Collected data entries
▬▬▬▬▬▬
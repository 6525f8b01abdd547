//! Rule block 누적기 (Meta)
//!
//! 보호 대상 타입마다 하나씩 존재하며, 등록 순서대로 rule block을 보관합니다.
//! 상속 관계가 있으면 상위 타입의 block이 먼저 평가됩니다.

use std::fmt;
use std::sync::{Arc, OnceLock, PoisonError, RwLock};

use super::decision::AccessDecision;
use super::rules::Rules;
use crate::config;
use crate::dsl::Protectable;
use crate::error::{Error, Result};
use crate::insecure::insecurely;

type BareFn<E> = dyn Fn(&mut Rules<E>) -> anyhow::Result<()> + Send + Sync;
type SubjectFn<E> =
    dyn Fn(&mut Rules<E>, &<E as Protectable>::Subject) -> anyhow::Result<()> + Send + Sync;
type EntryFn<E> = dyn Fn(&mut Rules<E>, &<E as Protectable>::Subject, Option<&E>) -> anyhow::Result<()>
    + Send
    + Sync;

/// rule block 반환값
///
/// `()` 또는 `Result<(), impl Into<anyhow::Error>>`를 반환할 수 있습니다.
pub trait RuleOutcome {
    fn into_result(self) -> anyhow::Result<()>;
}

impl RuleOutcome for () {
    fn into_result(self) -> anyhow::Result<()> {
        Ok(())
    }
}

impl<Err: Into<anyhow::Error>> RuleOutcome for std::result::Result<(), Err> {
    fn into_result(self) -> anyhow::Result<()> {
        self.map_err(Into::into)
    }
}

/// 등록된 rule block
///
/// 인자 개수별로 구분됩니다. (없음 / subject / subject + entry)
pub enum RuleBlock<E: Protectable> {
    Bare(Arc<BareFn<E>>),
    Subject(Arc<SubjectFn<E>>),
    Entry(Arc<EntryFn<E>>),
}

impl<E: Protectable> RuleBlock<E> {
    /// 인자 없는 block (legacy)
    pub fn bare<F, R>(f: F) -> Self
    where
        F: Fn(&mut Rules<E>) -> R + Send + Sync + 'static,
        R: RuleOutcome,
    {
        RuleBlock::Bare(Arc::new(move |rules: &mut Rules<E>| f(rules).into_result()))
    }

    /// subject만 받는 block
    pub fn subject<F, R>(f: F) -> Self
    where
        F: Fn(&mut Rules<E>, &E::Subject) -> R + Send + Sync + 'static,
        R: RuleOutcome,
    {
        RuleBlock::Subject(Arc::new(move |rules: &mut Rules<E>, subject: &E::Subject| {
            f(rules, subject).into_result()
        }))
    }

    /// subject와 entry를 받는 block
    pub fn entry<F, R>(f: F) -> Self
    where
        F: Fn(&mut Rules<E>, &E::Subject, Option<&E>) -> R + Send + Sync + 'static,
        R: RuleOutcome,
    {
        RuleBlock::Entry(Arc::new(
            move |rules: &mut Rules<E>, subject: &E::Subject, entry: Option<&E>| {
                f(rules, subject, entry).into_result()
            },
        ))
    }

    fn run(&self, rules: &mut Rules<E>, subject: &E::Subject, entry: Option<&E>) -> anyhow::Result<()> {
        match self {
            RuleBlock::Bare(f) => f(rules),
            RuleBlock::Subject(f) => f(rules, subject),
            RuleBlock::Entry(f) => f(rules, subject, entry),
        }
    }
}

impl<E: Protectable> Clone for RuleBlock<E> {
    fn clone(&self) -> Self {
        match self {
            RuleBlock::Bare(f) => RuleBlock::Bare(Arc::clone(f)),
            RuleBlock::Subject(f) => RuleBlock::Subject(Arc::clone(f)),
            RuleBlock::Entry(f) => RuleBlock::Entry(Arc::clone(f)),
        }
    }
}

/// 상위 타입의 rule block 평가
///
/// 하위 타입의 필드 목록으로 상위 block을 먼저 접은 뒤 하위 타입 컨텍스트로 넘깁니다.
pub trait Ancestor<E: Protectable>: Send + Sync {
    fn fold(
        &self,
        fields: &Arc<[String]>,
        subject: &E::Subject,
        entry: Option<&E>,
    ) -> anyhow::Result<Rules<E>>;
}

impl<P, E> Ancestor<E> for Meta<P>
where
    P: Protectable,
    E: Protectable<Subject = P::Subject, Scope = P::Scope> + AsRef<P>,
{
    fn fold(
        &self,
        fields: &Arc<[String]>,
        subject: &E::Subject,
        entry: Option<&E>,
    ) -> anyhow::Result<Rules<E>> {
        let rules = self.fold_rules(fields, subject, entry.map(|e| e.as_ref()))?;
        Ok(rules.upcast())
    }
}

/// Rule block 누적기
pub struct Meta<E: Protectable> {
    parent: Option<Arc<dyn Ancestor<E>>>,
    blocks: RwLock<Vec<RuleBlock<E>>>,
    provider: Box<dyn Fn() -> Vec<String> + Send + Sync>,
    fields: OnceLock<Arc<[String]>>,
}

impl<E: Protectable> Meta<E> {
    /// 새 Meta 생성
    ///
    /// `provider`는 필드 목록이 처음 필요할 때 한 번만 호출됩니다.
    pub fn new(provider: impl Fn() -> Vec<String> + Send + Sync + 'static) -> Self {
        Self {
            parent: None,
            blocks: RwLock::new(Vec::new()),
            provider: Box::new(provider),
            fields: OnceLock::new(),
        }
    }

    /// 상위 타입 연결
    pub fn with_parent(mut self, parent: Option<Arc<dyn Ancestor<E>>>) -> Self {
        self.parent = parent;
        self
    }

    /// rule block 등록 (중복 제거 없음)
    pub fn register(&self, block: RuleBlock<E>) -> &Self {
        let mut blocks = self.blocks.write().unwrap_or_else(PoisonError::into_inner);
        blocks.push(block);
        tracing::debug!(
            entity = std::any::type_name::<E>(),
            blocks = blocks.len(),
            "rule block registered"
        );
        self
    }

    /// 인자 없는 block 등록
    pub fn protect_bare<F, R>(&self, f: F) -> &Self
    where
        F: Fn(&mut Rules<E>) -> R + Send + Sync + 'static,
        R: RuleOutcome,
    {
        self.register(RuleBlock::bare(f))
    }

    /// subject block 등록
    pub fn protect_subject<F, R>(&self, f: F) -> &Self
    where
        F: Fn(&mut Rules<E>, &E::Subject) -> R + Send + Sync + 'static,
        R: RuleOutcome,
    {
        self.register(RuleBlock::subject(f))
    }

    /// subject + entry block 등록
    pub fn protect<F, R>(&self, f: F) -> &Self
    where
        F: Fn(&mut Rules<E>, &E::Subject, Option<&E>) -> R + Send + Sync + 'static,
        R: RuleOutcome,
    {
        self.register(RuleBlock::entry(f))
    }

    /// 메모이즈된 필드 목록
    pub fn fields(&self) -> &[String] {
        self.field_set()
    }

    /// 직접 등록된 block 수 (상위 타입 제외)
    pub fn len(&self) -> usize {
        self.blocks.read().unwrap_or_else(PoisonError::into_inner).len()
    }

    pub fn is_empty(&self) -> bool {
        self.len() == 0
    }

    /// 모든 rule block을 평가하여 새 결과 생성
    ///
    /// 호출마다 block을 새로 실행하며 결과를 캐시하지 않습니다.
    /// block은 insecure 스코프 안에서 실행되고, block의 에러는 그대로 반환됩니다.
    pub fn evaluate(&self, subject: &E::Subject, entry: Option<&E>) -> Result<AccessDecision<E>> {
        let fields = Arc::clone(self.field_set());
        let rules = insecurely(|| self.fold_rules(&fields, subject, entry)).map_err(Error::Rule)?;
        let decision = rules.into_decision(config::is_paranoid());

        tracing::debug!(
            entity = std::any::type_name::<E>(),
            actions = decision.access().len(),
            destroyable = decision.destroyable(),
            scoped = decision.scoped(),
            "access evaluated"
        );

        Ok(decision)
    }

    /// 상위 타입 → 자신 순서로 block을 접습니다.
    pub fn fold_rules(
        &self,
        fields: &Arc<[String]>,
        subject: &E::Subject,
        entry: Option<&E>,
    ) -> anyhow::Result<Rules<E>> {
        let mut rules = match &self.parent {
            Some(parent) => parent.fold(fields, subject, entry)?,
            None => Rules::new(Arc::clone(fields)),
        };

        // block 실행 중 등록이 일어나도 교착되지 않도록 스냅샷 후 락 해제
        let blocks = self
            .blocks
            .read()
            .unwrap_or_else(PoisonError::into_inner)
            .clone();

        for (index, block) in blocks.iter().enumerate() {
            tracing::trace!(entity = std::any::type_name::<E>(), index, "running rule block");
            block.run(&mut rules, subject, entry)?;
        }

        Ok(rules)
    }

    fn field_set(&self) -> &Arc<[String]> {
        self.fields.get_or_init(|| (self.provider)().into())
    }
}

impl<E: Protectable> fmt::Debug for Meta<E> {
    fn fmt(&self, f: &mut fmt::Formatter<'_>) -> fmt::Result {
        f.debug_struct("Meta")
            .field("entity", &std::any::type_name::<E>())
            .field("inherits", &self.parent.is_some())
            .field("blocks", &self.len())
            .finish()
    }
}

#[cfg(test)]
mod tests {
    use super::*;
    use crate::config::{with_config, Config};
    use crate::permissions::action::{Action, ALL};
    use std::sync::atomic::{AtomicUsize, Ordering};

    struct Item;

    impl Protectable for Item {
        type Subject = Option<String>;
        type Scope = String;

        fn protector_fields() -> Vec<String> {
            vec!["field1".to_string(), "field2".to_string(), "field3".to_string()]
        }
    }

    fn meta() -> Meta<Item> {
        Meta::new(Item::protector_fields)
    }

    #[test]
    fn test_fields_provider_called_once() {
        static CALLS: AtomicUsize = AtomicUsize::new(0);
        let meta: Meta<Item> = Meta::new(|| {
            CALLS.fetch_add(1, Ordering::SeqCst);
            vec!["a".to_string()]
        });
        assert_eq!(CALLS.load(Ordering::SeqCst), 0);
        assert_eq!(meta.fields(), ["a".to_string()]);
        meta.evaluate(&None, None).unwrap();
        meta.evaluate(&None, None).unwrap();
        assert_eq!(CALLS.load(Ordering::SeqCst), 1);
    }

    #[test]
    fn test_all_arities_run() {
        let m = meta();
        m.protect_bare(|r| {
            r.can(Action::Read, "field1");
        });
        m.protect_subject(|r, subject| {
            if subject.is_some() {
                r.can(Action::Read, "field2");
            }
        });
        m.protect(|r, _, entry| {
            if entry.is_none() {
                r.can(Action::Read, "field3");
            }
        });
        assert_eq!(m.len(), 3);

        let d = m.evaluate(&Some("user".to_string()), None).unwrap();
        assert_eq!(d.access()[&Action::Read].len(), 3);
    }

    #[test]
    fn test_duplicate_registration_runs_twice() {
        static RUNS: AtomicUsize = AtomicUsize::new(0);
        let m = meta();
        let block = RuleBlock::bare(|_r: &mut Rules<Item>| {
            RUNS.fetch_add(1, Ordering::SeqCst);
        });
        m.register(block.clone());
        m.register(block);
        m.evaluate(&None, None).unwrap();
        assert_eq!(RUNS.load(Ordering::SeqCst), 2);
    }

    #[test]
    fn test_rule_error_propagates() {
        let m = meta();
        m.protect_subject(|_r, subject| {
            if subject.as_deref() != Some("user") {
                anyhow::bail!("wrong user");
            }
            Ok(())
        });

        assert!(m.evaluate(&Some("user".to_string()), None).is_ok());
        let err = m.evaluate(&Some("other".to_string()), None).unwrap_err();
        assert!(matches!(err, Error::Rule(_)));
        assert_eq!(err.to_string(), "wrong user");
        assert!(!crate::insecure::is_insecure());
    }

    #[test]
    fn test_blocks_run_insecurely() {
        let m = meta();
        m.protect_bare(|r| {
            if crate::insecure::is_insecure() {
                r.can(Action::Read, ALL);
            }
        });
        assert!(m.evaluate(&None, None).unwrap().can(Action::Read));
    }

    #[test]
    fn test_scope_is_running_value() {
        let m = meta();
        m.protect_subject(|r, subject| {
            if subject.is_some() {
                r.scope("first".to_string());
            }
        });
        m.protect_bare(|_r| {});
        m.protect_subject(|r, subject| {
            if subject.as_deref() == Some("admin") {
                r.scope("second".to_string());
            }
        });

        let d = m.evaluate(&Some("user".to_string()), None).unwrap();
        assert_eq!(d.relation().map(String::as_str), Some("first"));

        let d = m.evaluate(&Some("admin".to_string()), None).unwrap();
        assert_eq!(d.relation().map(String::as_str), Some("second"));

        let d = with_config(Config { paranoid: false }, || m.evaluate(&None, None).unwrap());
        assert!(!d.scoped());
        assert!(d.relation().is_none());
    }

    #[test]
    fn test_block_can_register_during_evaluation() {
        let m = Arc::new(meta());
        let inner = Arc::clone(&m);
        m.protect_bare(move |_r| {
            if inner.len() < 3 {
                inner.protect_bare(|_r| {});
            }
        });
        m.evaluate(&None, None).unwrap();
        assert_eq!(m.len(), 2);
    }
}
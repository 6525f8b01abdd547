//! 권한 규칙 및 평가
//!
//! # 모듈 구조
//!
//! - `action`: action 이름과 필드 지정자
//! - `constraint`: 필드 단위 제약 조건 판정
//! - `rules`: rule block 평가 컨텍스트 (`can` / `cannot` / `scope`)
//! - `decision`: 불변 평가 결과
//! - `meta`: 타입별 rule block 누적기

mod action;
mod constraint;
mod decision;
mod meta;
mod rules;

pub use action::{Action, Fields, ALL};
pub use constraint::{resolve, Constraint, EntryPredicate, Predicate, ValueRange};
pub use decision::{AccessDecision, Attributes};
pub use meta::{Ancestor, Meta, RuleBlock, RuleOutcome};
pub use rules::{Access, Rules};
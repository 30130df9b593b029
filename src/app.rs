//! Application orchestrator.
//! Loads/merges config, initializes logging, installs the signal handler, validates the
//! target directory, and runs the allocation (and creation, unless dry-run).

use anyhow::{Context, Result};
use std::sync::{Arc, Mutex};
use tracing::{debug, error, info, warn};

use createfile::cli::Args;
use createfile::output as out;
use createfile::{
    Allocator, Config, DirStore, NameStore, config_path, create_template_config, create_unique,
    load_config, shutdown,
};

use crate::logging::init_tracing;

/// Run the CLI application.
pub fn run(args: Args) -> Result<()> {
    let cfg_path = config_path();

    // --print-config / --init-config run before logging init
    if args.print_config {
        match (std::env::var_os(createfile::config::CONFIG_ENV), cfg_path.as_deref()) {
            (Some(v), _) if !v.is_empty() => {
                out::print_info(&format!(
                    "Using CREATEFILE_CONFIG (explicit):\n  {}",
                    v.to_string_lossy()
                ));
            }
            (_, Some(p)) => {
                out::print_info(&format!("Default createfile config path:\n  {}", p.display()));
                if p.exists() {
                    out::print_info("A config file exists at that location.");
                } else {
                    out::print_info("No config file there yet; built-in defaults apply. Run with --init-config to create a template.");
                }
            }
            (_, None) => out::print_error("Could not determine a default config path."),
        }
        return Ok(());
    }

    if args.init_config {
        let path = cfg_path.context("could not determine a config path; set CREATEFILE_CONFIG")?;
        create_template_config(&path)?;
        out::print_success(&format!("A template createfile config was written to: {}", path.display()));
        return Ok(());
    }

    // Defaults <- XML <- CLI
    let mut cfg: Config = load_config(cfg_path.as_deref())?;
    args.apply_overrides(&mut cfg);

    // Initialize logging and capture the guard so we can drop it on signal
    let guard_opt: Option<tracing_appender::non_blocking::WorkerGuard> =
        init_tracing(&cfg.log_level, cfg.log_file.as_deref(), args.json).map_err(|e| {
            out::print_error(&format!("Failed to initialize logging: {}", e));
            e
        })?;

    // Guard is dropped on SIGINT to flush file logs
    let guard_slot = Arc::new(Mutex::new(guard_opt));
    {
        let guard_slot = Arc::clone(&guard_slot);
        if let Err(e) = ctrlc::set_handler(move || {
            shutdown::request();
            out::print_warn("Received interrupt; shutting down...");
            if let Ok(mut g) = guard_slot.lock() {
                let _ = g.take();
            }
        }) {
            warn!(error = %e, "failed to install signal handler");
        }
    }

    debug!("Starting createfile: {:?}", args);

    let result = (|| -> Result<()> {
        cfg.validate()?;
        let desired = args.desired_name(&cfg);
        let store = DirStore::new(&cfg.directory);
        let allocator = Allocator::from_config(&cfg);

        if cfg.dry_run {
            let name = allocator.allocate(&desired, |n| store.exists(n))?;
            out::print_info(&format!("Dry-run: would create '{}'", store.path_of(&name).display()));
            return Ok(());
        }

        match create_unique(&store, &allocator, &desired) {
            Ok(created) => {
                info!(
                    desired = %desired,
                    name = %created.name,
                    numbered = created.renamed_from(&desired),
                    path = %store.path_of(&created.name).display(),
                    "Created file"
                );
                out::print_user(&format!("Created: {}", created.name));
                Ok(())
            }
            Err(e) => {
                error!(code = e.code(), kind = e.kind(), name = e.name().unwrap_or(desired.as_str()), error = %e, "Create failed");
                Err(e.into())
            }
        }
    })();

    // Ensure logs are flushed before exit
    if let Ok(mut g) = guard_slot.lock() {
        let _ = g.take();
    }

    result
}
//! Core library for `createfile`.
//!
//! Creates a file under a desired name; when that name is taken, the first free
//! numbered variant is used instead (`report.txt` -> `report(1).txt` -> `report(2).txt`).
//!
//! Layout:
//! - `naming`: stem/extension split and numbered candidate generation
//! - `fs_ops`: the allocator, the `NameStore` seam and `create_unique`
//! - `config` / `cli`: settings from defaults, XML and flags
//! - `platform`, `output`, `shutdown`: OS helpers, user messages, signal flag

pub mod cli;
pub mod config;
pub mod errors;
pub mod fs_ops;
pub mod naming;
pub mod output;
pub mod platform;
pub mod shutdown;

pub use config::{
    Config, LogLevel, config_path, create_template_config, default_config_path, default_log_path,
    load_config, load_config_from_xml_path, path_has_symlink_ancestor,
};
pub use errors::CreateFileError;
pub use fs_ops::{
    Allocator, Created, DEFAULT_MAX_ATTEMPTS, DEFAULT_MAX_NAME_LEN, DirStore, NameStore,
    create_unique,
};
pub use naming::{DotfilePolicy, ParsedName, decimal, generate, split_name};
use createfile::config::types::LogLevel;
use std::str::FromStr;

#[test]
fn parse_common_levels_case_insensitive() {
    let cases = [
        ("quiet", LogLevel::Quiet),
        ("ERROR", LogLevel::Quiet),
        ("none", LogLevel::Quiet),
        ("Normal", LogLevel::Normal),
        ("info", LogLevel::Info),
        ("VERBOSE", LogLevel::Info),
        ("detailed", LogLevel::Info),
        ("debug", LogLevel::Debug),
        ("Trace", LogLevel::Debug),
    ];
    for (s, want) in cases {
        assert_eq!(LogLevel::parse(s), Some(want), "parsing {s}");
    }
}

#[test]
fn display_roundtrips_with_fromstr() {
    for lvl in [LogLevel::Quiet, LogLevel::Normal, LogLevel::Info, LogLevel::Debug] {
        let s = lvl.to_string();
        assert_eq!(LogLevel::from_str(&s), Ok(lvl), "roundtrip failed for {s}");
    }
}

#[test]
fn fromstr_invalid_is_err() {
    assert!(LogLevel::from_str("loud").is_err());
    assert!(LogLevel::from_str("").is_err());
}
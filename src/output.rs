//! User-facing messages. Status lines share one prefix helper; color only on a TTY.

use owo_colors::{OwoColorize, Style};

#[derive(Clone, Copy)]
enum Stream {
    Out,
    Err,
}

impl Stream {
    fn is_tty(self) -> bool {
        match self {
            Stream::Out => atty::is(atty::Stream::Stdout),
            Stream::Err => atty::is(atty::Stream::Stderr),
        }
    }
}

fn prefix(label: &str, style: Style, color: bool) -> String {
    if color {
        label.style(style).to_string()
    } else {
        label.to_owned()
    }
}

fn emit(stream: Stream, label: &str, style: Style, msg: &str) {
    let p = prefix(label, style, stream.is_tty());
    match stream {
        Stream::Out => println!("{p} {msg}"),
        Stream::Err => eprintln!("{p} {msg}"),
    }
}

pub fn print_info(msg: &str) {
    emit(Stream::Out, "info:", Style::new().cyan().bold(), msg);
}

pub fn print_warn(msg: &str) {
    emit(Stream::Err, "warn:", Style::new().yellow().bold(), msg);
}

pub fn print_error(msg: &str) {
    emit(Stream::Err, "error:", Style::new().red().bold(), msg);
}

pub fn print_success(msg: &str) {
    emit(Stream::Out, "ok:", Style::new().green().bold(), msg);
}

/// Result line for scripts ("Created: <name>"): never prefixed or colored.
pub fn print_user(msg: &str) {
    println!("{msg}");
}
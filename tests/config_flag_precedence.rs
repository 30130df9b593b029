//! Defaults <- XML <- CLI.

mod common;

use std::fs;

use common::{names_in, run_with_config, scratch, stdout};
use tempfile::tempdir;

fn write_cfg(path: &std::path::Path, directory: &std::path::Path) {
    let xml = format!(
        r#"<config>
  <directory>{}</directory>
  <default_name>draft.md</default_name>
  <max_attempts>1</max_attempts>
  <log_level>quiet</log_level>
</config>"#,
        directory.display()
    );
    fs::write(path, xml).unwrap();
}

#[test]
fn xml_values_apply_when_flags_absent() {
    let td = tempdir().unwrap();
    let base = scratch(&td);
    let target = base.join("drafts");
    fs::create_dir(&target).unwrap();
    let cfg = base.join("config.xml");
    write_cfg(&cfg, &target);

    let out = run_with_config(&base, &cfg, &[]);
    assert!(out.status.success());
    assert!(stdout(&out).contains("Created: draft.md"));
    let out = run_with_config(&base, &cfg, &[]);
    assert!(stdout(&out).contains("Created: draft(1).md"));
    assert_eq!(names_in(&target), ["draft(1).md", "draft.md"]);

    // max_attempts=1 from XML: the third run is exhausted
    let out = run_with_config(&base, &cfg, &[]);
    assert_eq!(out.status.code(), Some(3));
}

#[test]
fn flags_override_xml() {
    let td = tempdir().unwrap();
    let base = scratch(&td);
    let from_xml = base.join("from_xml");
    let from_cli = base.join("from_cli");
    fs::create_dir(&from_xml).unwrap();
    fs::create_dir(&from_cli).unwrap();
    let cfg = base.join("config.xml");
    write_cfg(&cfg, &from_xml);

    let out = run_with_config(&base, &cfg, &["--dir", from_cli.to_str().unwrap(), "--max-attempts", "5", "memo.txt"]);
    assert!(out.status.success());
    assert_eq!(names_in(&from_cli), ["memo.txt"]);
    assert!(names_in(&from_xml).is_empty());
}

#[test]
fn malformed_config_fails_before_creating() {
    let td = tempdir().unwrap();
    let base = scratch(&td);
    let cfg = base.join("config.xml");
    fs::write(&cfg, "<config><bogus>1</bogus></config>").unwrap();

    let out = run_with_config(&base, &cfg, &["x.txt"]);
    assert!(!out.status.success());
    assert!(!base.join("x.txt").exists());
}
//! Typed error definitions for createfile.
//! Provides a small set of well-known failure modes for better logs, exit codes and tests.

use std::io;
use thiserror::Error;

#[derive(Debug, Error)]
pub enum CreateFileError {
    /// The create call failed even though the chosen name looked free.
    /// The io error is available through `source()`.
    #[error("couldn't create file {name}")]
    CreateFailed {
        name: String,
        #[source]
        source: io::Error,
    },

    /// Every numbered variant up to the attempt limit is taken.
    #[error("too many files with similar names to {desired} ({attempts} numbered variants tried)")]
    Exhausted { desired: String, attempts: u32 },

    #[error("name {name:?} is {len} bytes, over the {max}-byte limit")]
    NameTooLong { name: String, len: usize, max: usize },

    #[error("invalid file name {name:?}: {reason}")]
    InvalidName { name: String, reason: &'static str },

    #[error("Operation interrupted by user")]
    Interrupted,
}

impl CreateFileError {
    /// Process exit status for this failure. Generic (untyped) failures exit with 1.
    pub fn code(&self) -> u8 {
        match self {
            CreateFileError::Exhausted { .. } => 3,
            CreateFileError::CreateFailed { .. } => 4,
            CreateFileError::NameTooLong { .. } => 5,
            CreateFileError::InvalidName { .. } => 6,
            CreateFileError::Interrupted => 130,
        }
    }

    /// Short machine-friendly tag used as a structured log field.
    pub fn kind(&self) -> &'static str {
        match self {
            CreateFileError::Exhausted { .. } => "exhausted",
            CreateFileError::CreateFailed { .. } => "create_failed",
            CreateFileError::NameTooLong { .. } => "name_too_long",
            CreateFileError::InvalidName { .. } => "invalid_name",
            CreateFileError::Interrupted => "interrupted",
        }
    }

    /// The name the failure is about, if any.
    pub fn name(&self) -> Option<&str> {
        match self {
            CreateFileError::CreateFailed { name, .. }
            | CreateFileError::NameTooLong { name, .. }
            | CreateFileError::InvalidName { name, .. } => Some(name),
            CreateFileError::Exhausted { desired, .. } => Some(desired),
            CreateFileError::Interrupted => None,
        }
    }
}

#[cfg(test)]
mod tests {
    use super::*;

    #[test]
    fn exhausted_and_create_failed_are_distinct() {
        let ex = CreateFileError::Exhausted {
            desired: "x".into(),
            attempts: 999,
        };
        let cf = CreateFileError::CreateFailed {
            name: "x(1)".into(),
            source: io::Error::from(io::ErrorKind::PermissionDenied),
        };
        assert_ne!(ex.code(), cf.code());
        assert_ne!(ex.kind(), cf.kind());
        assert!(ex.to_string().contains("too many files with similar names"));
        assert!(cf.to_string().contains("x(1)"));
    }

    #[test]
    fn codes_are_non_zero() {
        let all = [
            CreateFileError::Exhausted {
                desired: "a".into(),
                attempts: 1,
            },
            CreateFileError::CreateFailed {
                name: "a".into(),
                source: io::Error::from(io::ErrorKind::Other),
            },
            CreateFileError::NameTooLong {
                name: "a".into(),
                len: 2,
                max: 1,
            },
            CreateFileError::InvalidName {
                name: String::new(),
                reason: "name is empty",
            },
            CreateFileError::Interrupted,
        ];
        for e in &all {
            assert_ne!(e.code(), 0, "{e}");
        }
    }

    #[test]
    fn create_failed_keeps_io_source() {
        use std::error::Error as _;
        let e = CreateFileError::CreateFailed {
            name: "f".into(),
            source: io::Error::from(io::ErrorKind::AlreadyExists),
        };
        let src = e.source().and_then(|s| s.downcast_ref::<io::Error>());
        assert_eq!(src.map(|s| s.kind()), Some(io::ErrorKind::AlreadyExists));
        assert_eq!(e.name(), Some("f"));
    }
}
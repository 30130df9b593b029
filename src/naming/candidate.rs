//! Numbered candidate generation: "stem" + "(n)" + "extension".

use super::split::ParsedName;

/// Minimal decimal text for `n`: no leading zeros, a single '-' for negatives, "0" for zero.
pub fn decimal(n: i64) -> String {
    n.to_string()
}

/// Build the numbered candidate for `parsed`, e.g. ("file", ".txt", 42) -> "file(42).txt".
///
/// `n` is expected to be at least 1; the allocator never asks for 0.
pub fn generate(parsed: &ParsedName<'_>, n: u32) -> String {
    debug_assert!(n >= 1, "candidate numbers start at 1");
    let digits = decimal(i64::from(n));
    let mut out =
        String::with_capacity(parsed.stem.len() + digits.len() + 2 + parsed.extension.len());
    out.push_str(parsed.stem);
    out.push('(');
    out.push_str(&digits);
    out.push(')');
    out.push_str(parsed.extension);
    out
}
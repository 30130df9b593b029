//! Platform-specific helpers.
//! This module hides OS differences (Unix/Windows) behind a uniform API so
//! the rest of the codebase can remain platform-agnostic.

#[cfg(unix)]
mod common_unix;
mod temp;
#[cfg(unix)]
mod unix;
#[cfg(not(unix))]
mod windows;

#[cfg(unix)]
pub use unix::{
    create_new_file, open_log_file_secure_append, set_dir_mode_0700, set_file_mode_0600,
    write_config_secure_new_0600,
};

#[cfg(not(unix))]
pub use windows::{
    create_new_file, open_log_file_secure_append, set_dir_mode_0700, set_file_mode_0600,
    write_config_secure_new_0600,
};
▬▬▬▬▬▬
_Exercise_
For each line above that contains the word "parent", make a copy.

_Response to this task_
    parent: Option<Arc<dyn Ancestor<E>>>,
            parent: None,
    pub fn with_parent(mut self, parent: Option<Arc<dyn Ancestor<E>>>) -> Self {
        self.parent = parent;
        let mut rules = match &self.parent {
            Some(parent) => parent.fold(fields, subject, entry)?,
            .field("inherits", &self.parent.is_some())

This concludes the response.